■ What is needed: Counting from the line that holds "#![allow(clippy::cast_possible_truncation)] // Safe: minute", return each line exactly, through and including the last line of the entries.

■ Records provided:
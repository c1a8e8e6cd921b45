// ABOUTME: Timestamp parsing for the normalized time column of every dataset
// ABOUTME: Accepts RFC 3339, common naive layouts, bare dates, and Unix epochs as UTC
//
// SPDX-License-Identifier: MIT OR Apache-2.0
// Copyright (c) 2025 Pierre Fitness Intelligence

use chrono::{DateTime, NaiveDate, NaiveDateTime, TimeZone, Utc};

/// Epoch values at or above this magnitude are milliseconds rather than seconds
const EPOCH_MILLIS_THRESHOLD: f64 = 1e11;

/// Layouts with an explicit UTC offset
const OFFSET_FORMATS: &[&str] = &["%Y-%m-%d %H:%M:%S%.f%#z", "%Y-%m-%dT%H:%M:%S%.f%#z"];

/// Layouts without an offset, read as UTC
const NAIVE_FORMATS: &[&str] = &[
    "%Y-%m-%d %H:%M:%S%.f",
    "%Y-%m-%dT%H:%M:%S%.f",
    "%Y-%m-%d %H:%M",
    "%Y-%m-%dT%H:%M",
    "%Y/%m/%d %H:%M:%S",
];

/// Parse a textual timestamp into UTC
///
/// Returns `None` when no supported layout matches.
#[must_use]
pub fn parse_timestamp(raw: &str) -> Option<DateTime<Utc>> {
    let raw = raw.trim();
    if raw.is_empty() {
        return None;
    }

    if let Ok(dt) = DateTime::parse_from_rfc3339(raw) {
        return Some(dt.with_timezone(&Utc));
    }

    for format in OFFSET_FORMATS {
        if let Ok(dt) = DateTime::parse_from_str(raw, format) {
            return Some(dt.with_timezone(&Utc));
        }
    }

    for format in NAIVE_FORMATS {
        if let Ok(dt) = NaiveDateTime::parse_from_str(raw, format) {
            return Some(Utc.from_utc_datetime(&dt));
        }
    }

    NaiveDate::parse_from_str(raw, "%Y-%m-%d")
        .ok()
        .and_then(|date| date.and_hms_opt(0, 0, 0))
        .map(|dt| Utc.from_utc_datetime(&dt))
}

/// Interpret a number as a Unix epoch in seconds or milliseconds
#[must_use]
pub fn timestamp_from_epoch(value: f64) -> Option<DateTime<Utc>> {
    if !value.is_finite() {
        return None;
    }
    if value.abs() >= EPOCH_MILLIS_THRESHOLD {
        Utc.timestamp_millis_opt(value as i64).single()
    } else {
        Utc.timestamp_opt(value as i64, 0).single()
    }
}
// ABOUTME: Human-readable duration formatting shared by every narrative section
// ABOUTME: Minutes below ninety, one-decimal hours at or above
//
// SPDX-License-Identifier: MIT OR Apache-2.0
// Copyright (c) 2025 Pierre Fitness Intelligence

#![allow(clippy::cast_possible_truncation)] // Safe: minute counts are far below i64 range

/// Durations of at least this many minutes are shown in hours
const HOURS_THRESHOLD_MINUTES: f64 = 90.0;

const SECONDS_PER_MINUTE: f64 = 60.0;
const MINUTES_PER_HOUR: f64 = 60.0;

/// Format a duration in seconds
///
/// Missing, zero, or non-finite durations read `0 min`. Below ninety minutes the
/// minute count is truncated; from ninety minutes on, hours with one decimal.
#[must_use]
pub fn format_duration(seconds: Option<f64>) -> String {
    let Some(seconds) = seconds.filter(|value| value.is_finite() && *value != 0.0) else {
        return "0 min".to_owned();
    };

    let minutes = seconds / SECONDS_PER_MINUTE;
    if minutes >= HOURS_THRESHOLD_MINUTES {
        format!("{:.1} hours", minutes / MINUTES_PER_HOUR)
    } else {
        format!("{} min", minutes as i64)
    }
}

■ Response for this exercise:
#![allow(clippy::cast_possible_truncation)] // Safe: minute counts are far below i64 range

/// Durations of at least this many minutes are shown in hours
const HOURS_THRESHOLD_MINUTES: f64 = 90.0;

const SECONDS_PER_MINUTE: f64 = 60.0;
const MINUTES_PER_HOUR: f64 = 60.0;

/// Format a duration in seconds
///
/// Missing, zero, or non-finite durations read `0 min`. Below ninety minutes the
/// minute count is truncated; from ninety minutes on, hours with one decimal.
#[must_use]
pub fn format_duration(seconds: Option<f64>) -> String {
    let Some(seconds) = seconds.filter(|value| value.is_finite() && *value != 0.0) else {
        return "0 min".to_owned();
    };

    let minutes = seconds / SECONDS_PER_MINUTE;
    if minutes >= HOURS_THRESHOLD_MINUTES {
        format!("{:.1} hours", minutes / MINUTES_PER_HOUR)
    } else {
        format!("{} min", minutes as i64)
    }
}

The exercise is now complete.